Михаил Ишков - Семирамида. Золотая чаша Страница 57
Михаил Ишков - Семирамида. Золотая чаша читать онлайн бесплатно
Хозяйка скривилась и приказала.
— Подожди меня здесь, — затем спустилась к повозке, откинула полог.
Гула сидела на подушках, в белом наряде, тщательно причесанная, надменная. На сестру даже не глянула, смотрела куда-то вверх и в сторону.
Шами приветствовала гостью.
— Теперь ты в моих руках.
Гула, не поворачивая головы, ответила спокойно.
— Ты не посмеешь даже пальцем ко мне прикоснуться. Этот слизняк, надеюсь, показал тебе охранную грамоту?
— Кто из смертных может запретить мне исполнить волю Иштар. Я вправе наградить тебя кнутом и бросить твое тело на съедение бродячим псам.
Сестра резко повернулась, из ее глаз брызнул страх.
— Ты не посмеешь.
Шами закрыла полог. Позвала служанку, громко распорядилась.
— Габрия, в повозке хромая рабыня. Отведи ее туда, где ей пристало находиться.
Из повозки не донеслось ни единого звука. Шаммурамат усмехнулась и приказала.
— Предупреди палача, пусть хорошенько вымочит кнут из воловьей кожи.
Из повозки донеслось исступленный крик.
— Ты не посмеешь!!
Служанку бросило в бледность, она испуганно глянула на повозку. Шами удовлетворенно улыбнулась и приказала.
— Если рабыня окажется строптивой, пусть ее накажут здесь, у повозки.
Изнутри донеслись глухие рыдания.
Шами вернулась на ступени, там дождалась, пока Гула, покорная и притихшая, заковыляла за Габрией в сторону ворот, ведущих на хозяйственный двор. Затем обратилась к Сарсехиму.
— Зачем ты ввязался в эту гнусную историю?
— Госпожа, — взмолился евнух, — здесь нет моей вины. Давай начнем все заново, ведь и в прошлом у нас было немало хорошего.
— Ты, кажется, забыл, с кем и как следует разговаривать, — предупредила скопца хозяйка. — Я теперь не твоя пленница и не тебе вести себя со мной дерзко.

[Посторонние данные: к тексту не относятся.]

use serde_json::json;

use crate::CommentId;

#[derive(Clone, Debug, Eq, PartialEq, thiserror::Error)]
pub enum StorageError {
    #[error("Storage quota exceeded while writing {key:?}")]
    QuotaExceeded { key: String },

    #[error("Storage unavailable: {0}")]
    Unavailable(String),

    #[error("Failed serializing {key:?}: {message}")]
    Serialize { key: String, message: String },
}

#[derive(Clone, Debug, Eq, PartialEq, thiserror::Error)]
pub enum Error {
    #[error("Comment content is empty")]
    EmptyContent,

    #[error("Comment content is {len} characters long, the maximum is {max}")]
    ContentTooLong { len: usize, max: usize },

    #[error("Comment content {0:?} is reserved")]
    ReservedContent(String),

    #[error("Unknown comment {0}")]
    UnknownComment(CommentId),

    #[error("Comment {0} was deleted")]
    CommentDeleted(CommentId),

    #[error("Comment {0} is not attached to a thread")]
    DetachedComment(CommentId),

    #[error("Replying to comment {0} would go deeper than {1} levels")]
    ReplyTooDeep(CommentId, usize),

    #[error("Unknown sort kind {0:?}")]
    UnknownSortKind(String),

    #[error("Unknown vote {0:?}")]
    UnknownVote(String),

    #[error(transparent)]
    Storage(#[from] StorageError),
}

impl Error {
    /// Validation errors are raised before anything is written
    pub fn is_validation(&self) -> bool {
        !matches!(self, Error::Storage(_))
    }

    pub fn contents(&self) -> serde_json::Value {
        match self {
            Error::EmptyContent => json!({
                "message": "comment cannot be empty",
                "type": "empty-content",
            }),
            Error::ContentTooLong { len, max } => json!({
                "message": "comment is too long",
                "type": "content-too-long",
                "len": len,
                "max": max,
            }),
            Error::ReservedContent(c) => json!({
                "message": "comment content is reserved",
                "type": "reserved-content",
                "content": c,
            }),
            Error::UnknownComment(id) => json!({
                "message": "unknown comment",
                "type": "unknown-comment",
                "id": id,
            }),
            Error::CommentDeleted(id) => json!({
                "message": "comment was deleted",
                "type": "comment-deleted",
                "id": id,
            }),
            Error::DetachedComment(id) => json!({
                "message": "comment is not attached to a thread",
                "type": "detached-comment",
                "id": id,
            }),
            Error::ReplyTooDeep(id, max) => json!({
                "message": "thread is too deep to reply",
                "type": "reply-too-deep",
                "id": id,
                "max": max,
            }),
            Error::UnknownSortKind(s) => json!({
                "message": "unknown sort kind",
                "type": "unknown-sort-kind",
                "value": s,
            }),
            Error::UnknownVote(s) => json!({
                "message": "unknown vote",
                "type": "unknown-vote",
                "value": s,
            }),
            Error::Storage(err) => json!({
                "message": err.to_string(),
                "type": "storage",
            }),
        }
    }
}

Она не спеша направилась вверх по лестнице.
Сарсехим молча последовал за ней — ума хватило не досаждать оправданиями.
Перед входом во дворец, украшенном красочными арочными росписями, возвышались гранитные, в полтора человеческих роста быка — шеду. За ними двое часовых, опираясь на копья, охраняли арочный проем. Они были похожи на глиняных истуканов. Им дела не было до Шами, до повозки, до заметно отощавшего за время пути евнуха. Их донимала жара, невозможность шевельнуться в присутствии старшего, прятавшегося поодаль, в тени одного из священных быков. Старший был одноглаз, Сарсехим сразу узнал его. Помнится, его звали Ушезуб. Его настырное разглядывание очень не понравилось Сарсехиму, тем не менее, он отважился продолжить в прежнем тоне.

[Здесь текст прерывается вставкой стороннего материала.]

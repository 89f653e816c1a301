use std::{collections::BTreeMap, path::PathBuf};

use anyhow::Context;
use dexchat_client::{api::StorageError, Backend};

/// A JSON object mapping storage keys to their raw values, kept in one file
///
/// The file is rewritten as a whole on every write.
#[derive(Debug)]
pub struct FileBackend {
    path: PathBuf,
    entries: BTreeMap<String, String>,
}

impl FileBackend {
    /// Opens `path`, which does not need to exist yet
    pub fn open(path: impl Into<PathBuf>) -> anyhow::Result<FileBackend> {
        let path = path.into();
        let entries = match path.exists() {
            false => BTreeMap::new(),
            true => {
                let data = std::fs::read_to_string(&path)
                    .with_context(|| format!("reading store {path:?}"))?;
                serde_json::from_str(&data).with_context(|| format!("parsing store {path:?}"))?
            }
        };
        tracing::debug!(?path, keys = entries.len(), "opened store");
        Ok(FileBackend { path, entries })
    }

    fn flush(&self) -> Result<(), StorageError> {
        let data = serde_json::to_string_pretty(&self.entries).map_err(|e| {
            StorageError::Serialize {
                key: self.path.display().to_string(),
                message: e.to_string(),
            }
        })?;
        let tmp = self.path.with_extension("tmp");
        std::fs::write(&tmp, data)
            .and_then(|()| std::fs::rename(&tmp, &self.path))
            .map_err(|e| StorageError::Unavailable(format!("writing {:?}: {e}", self.path)))
    }
}

impl Backend for FileBackend {
    fn get_raw(&self, key: &str) -> Option<String> {
        self.entries.get(key).cloned()
    }

    fn set_raw(&mut self, key: &str, value: &str) -> Result<(), StorageError> {
        let old = self.entries.insert(String::from(key), String::from(value));
        let res = self.flush();
        if res.is_err() {
            match old {
                Some(old) => self.entries.insert(String::from(key), old),
                None => self.entries.remove(key),
            };
        }
        res
    }

    fn delete(&mut self, key: &str) {
        if self.entries.remove(key).is_some() {
            if let Err(err) = self.flush() {
                tracing::warn!(key, %err, "failed persisting deletion");
            }
        }
    }
}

— Я разговариваю с самой разумной из женщин на свете, которой я спас ребенка. Теперь у тебя их двое?
— Да, мальчик и девочка.
— Я хотел бы взглянуть на них.
— Зачем?
— Чтобы предупредить их о нависшей опасности.

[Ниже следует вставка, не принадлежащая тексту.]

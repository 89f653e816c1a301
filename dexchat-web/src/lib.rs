use dexchat_client::{
    api::{CommentId, Error, Limits, SortKind, TopicKey, UserVote},
    CommentStore, Coordinator, NewComment, Observer, Snapshot,
};
use wasm_bindgen::prelude::*;

mod storage;
pub use storage::BrowserStorage;

#[wasm_bindgen(start)]
pub fn start() {
    tracing_wasm::set_as_global_default();
}

fn js_error(err: Error) -> JsValue {
    match err.is_validation() {
        true => tracing::debug!(%err, "rejected comment operation"),
        false => tracing::warn!(%err, "comment operation failed"),
    }
    JsValue::from_str(&err.contents().to_string())
}

fn parse<T: std::str::FromStr<Err = Error>>(s: &str) -> Result<T, JsValue> {
    s.parse().map_err(js_error)
}

struct JsObserver {
    on_change: js_sys::Function,
    on_error: Option<js_sys::Function>,
}

impl Observer for JsObserver {
    fn on_change(&mut self, snapshot: &Snapshot) {
        let state = serde_json::json!({
            "comments": &*snapshot.comments,
            "votes": &*snapshot.votes,
        });
        if let Err(err) = self
            .on_change
            .call1(&JsValue::NULL, &JsValue::from_str(&state.to_string()))
        {
            tracing::error!(?err, "comments change callback threw");
        }
    }

    fn on_error(&mut self, err: &Error) {
        let f = match &self.on_error {
            None => return,
            Some(f) => f,
        };
        let contents = JsValue::from_str(&err.contents().to_string());
        if let Err(err) = f.call1(&JsValue::NULL, &contents) {
            tracing::error!(?err, "comments error callback threw");
        }
    }
}

/// Comments attached to one question, stored in local storage
///
/// Trees and states are handed to JavaScript as JSON strings, errors are
/// thrown as JSON strings with a `type` and a `message`.
#[wasm_bindgen]
pub struct CommentsPanel {
    coordinator: Coordinator<BrowserStorage>,
}

#[wasm_bindgen]
impl CommentsPanel {
    #[wasm_bindgen(constructor)]
    pub fn new(question: &str) -> CommentsPanel {
        let topic = TopicKey::from_question(question);
        tracing::debug!(%topic, "opening comments panel");
        CommentsPanel {
            coordinator: Coordinator::new(
                CommentStore::new(BrowserStorage),
                topic,
                Limits::default(),
            ),
        }
    }

    #[wasm_bindgen(getter)]
    pub fn topic(&self) -> String {
        self.coordinator.topic().to_string()
    }

    pub fn subscribe(&mut self, on_change: js_sys::Function, on_error: Option<js_sys::Function>) {
        self.coordinator
            .subscribe(Box::new(JsObserver { on_change, on_error }));
    }

    pub fn refresh(&mut self) {
        self.coordinator.refresh()
    }

    /// Returns the id of the new comment
    pub fn create(
        &mut self,
        content: String,
        author: Option<String>,
        parent_id: Option<String>,
    ) -> Result<String, JsValue> {
        let new = NewComment {
            content,
            author,
            parent_id: parent_id.map(CommentId),
        };
        self.coordinator
            .create(new)
            .map(|id| id.0)
            .map_err(js_error)
    }

    pub fn edit(&mut self, id: &str, content: &str, author: Option<String>) -> Result<(), JsValue> {
        self.coordinator
            .edit(&CommentId::from(id), content, author.as_deref())
            .map_err(js_error)
    }

    pub fn delete(&mut self, id: &str) -> Result<(), JsValue> {
        self.coordinator
            .delete(&CommentId::from(id))
            .map_err(js_error)
    }

    /// `target` is "up" or "down"; returns the resulting vote, if any
    pub fn vote(&mut self, id: &str, target: &str) -> Result<Option<String>, JsValue> {
        let target: UserVote = parse(target)?;
        self.coordinator
            .vote(&CommentId::from(id), target)
            .map(|v| v.map(|v| v.to_string()))
            .map_err(js_error)
    }

    /// Uses the stored preference if no sort is given
    pub fn tree(&self, sort: Option<String>) -> Result<String, JsValue> {
        let kind = match sort {
            Some(s) => parse(&s)?,
            None => self.coordinator.sort_preference(),
        };
        serde_json::to_string(&self.coordinator.tree(kind))
            .map_err(|e| JsValue::from_str(&e.to_string()))
    }

    #[wasm_bindgen(getter)]
    pub fn sort(&self) -> String {
        self.coordinator.sort_preference().to_string()
    }

    #[wasm_bindgen(js_name = setSort)]
    pub fn set_sort(&mut self, sort: &str) -> Result<(), JsValue> {
        let kind: SortKind = parse(sort)?;
        self.coordinator
            .set_sort_preference(kind)
            .map_err(js_error)
    }

    #[wasm_bindgen(js_name = suggestedAuthor)]
    pub fn suggested_author(&self) -> String {
        self.coordinator.suggested_author()
    }

    #[wasm_bindgen(getter, js_name = maxContentLength)]
    pub fn max_content_length(&self) -> usize {
        self.coordinator.limits().max_content_len
    }
}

Шами остановилась и насмешливо спросила.
— Это тебе голоса подсказали? Ты, говорят, теперь слышишь голоса. Они дали тебе скверный совет, с супругой Нинурты нельзя вести себя бесцеремонно.
Сарсехим картинно всплеснул руками.
— Неужели я позволил себе лишнее? Требую милости, госпожа!
Женщина нахмурилась.
— Перестань кривляться.
— Охотно, Шами. Надеюсь, ты позволишь называть себя прежним детским именем?
— Хватит! — резко прервала его Шами. — Ступай отдохни. После поговорим. Ты говорил о какой-то смертельной опасности?
— Опасности — твоя стихия, Шами. Я давно знаю тебя, и, судя по тревоге в твоих глазах, скрытая угроза и тебе не дает покоя.
* * *До самой ночи Шами бродила по дворцу. Поднималась на крышу, оглядывала город, проверяла, на всех ли башнях горят сигнальные костры. Когда к речной излучине с востока придвинулись вечерние сумерки, приказала вынести на крышу жертвенник, кипарисовые палочки и кувшин пива. С появлением первой звезды развела огонь, напустила ароматного дыма, пролила пива на жертвенник.
Иштар мерцала холодно, безмолвно. Не дождавшись знамения, женщина вернулась в свои покои, вызвала Ишпакая. Наставник, перейдя в пору дряхлости, не утратил желания послушать новую сказку. На вопрос, как поступить с нежданными гостями, он мечтательно заметил.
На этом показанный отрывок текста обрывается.